On a recent trip to Queenstown in the southern part of NZ I was thinking about what incredible distance away from home I am. I grew up inside the Arctic Circle of North Norway and my brother, after a stint in the southern part of the country, moved up to Hammerfest. Hammerfest often lays claim to being the northernmost town in the world, located at the very top of the European continent, near North Cape. My brother Knut works there as a teacher and is attracted by the remoteness and the readily access to magnificent nature. Fishing, year round, being the name of his game. Now just before Easter that means cross-country skiing up into the winter mountains to fish on top of the frozen lakes. This is a normal activity all over the northern parts of the Nordic countries and something I also grew up doing.

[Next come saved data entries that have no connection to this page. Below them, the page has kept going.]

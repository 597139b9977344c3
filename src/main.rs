mod logging;
mod native_messaging;
mod protocol;

use std::io::{stdin, stdout};

use anyhow::Context;
use serde_json::Value;

use kb_rag::completion::{build_messages, ChatMessage, CompletionProvider};
use kb_rag::config;
use kb_rag::openai::OpenAiClient;
use kb_rag::{KnowledgeBase, MemoryCache, Settings, SnapshotCache, SqliteCache};

struct HostState {
    settings: Settings,
    kb: Option<KnowledgeBase>,
    chat: Option<OpenAiClient>,
}

impl HostState {
    fn new() -> Self {
        Self {
            settings: Settings::default(),
            kb: None,
            chat: None,
        }
    }
}

fn main() {
    if let Err(e) = real_main() {
        // Keep stderr noisy for bug reports; logs also go to file.
        eprintln!("[KB RAG] fatal error: {e:?}");
        log::error!("Fatal error: {:?}", e);
        std::process::exit(1);
    }
}

fn real_main() -> anyhow::Result<()> {
    logging::init_logging()?;

    log::info!("=== KB RAG Host Started ===");

    let mut state = HostState::new();
    let mut in_stream = stdin();
    let mut out_stream = stdout();

    let mut message_count: u64 = 0;
    loop {
        let req = match native_messaging::read_message(&mut in_stream) {
            Ok(Some(r)) => r,
            Ok(None) => {
                log::info!("No more messages after {} messages, exiting", message_count);
                break;
            }
            Err(e) => {
                log::error!("Error reading message: {:?}", e);
                break;
            }
        };

        message_count += 1;
        log::info!(
            "Processing message #{}: {} (id: {})",
            message_count,
            req.method,
            req.id
        );

        let resp = match handle_request(&mut state, &req.method, &req.id, &req.params) {
            Ok(v) => v,
            Err(e) => {
                log::error!("Handler error: {:?}", e);
                protocol::err(&req.id, format!("{e:#}"))
            }
        };
        if let Err(e) = native_messaging::write_json(&mut out_stream, &resp) {
            log::error!("Error sending response: {:?}", e);
            break;
        }
    }

    log::info!("=== KB RAG Host Stopped ===");
    Ok(())
}

fn handle_request(state: &mut HostState, method: &str, msg_id: &str, params: &Value) -> anyhow::Result<Value> {
    match method {
        "hello" => handle_hello(msg_id),
        "init" => handle_init(state, msg_id, params),
        "retrieve" => handle_retrieve(state, msg_id, params),
        "ask" => handle_ask(state, msg_id, params),
        "stats" => handle_stats(state, msg_id),
        "refresh" => handle_refresh(state, msg_id),
        "invalidate" => handle_invalidate(state, msg_id),
        "clear" => handle_clear(state, msg_id),
        _ => Ok(protocol::err(msg_id, format!("Unknown method: {method}"))),
    }
}

fn require_kb(state: &HostState) -> anyhow::Result<&KnowledgeBase> {
    state.kb.as_ref().context("Knowledge base not initialized. Call 'init' first.")
}

fn require_kb_mut(state: &mut HostState) -> anyhow::Result<&mut KnowledgeBase> {
    state.kb.as_mut().context("Knowledge base not initialized. Call 'init' first.")
}

fn handle_hello(msg_id: &str) -> anyhow::Result<Value> {
    protocol::ok(
        msg_id,
        serde_json::json!({
            "type": "hello-response",
            "hostImpl": "rust",
            "hostVersion": config::HOST_VERSION
        }),
    )
}

fn handle_init(state: &mut HostState, msg_id: &str, params: &Value) -> anyhow::Result<Value> {
    let settings = Settings::from_params(params).context("invalid init parameters")?;
    log::info!("Initializing knowledge base from {}", settings.knowledge_dir.display());

    let cache: Box<dyn SnapshotCache> = match &settings.cache_path {
        Some(path) => Box::new(SqliteCache::open(path)?),
        None => Box::new(MemoryCache::new()),
    };
    let client = OpenAiClient::from_env(&settings.base_url);

    // Blocks until every fragment is embedded (or reused from cache).
    let kb = KnowledgeBase::open(&settings, Box::new(client.clone()), cache)?;
    let stats = kb.stats();
    log::info!(
        "Knowledge base ready: {} fragments ({} embedded, {} absent)",
        stats.fragments,
        stats.embedded,
        stats.absent
    );

    state.settings = settings;
    state.kb = Some(kb);
    state.chat = Some(client);

    protocol::ok(msg_id, serde_json::json!({ "ok": true, "stats": stats }))
}

fn handle_retrieve(state: &mut HostState, msg_id: &str, params: &Value) -> anyhow::Result<Value> {
    let q = params.get("q").and_then(|v| v.as_str()).context("Missing required parameters: q")?;
    let top_k = match params.get("topK") {
        None | Some(Value::Null) => state.settings.top_k,
        Some(v) => v
            .as_u64()
            .and_then(|k| usize::try_from(k).ok())
            .with_context(|| format!("topK must be a non-negative integer, got {v}"))?,
    };

    let kb = require_kb(state)?;
    let ctx = kb.retrieve_top(q, top_k)?;
    protocol::ok(msg_id, ctx)
}

fn handle_ask(state: &mut HostState, msg_id: &str, params: &Value) -> anyhow::Result<Value> {
    let q = params.get("q").and_then(|v| v.as_str()).context("Missing required parameters: q")?;
    let history: Vec<ChatMessage> = match params.get("history") {
        Some(v) if !v.is_null() => serde_json::from_value(v.clone()).context("history must be a list of {role, content}")?,
        _ => Vec::new(),
    };

    let kb = require_kb(state)?;
    let chat = state.chat.as_ref().context("Completion client not initialized. Call 'init' first.")?;

    let ctx = kb.retrieve(q)?;
    let messages = build_messages(&state.settings.context_preamble, &ctx, &history, q);
    let answer = chat.complete(&state.settings.completion_model, &messages)?;

    protocol::ok(
        msg_id,
        serde_json::json!({
            "answer": answer,
            "model": state.settings.completion_model,
            "context": ctx
        }),
    )
}

fn handle_stats(state: &mut HostState, msg_id: &str) -> anyhow::Result<Value> {
    let kb = require_kb(state)?;
    protocol::ok(msg_id, kb.stats())
}

fn handle_refresh(state: &mut HostState, msg_id: &str) -> anyhow::Result<Value> {
    let kb = require_kb_mut(state)?;
    let changed = kb.refresh()?;
    protocol::ok(msg_id, serde_json::json!({ "ok": true, "changed": changed, "stats": kb.stats() }))
}

fn handle_invalidate(state: &mut HostState, msg_id: &str) -> anyhow::Result<Value> {
    let kb = require_kb_mut(state)?;
    let removed = kb.invalidate()?;
    protocol::ok(msg_id, serde_json::json!({ "ok": true, "removed": removed }))
}

fn handle_clear(state: &mut HostState, msg_id: &str) -> anyhow::Result<Value> {
    let kb = require_kb_mut(state)?;
    kb.clear_cache()?;
    protocol::ok(msg_id, serde_json::json!({ "ok": true }))
}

In July last year Knut, our sister Heidi (who lives in the south of Norway), my wife Hayley and I spent a weekend in Tromsø. Part of the reason was to do a pub crawl in “the Paris of the north”, North Norway’s biggest town, including at the brewery pub Ølhallen of the world’s northernmost brewery Mack. To northern Europe the Australasian continent is the Antipode. When Knut this Easter is ice fishing in Hammerfest at 70° 40′ North, 23° 41′ East, only 2159 km from the North Pole, I will be fishing in the Pacific on the New Zealand east coast at Whangarei.
When I visited Queenstown earlier this month that was on 45° 02′ South, 168° 40′ East, with a distance of 5014 km to the South Pole. Considering it’s a distance of approx 20 000 km from the North to the South Pole, it is as near poles apart as almost possible, without actually being there. In fact the Antipode of Hammerfest is the Chatham Islands 680 km south-east of New Zealand. Interestingly, the earth’s circumference around the equator is slightly further than around the poles, so the Antipode of Queenstown is the Galicia district in the north-western corner of Spain, near Portugal. The Antipode of Whangarei is Tangier, Morocco at a splendid distance of 19 932 km!


Queenstown’s Lake Wakatipu and Blue Cod slivers on the edge of the lake, accompanied by a Queenstown steam brew, a long way from the Mack beer and the ice fishing inside the Arctic Circle. From a biased point of view; Mack is best !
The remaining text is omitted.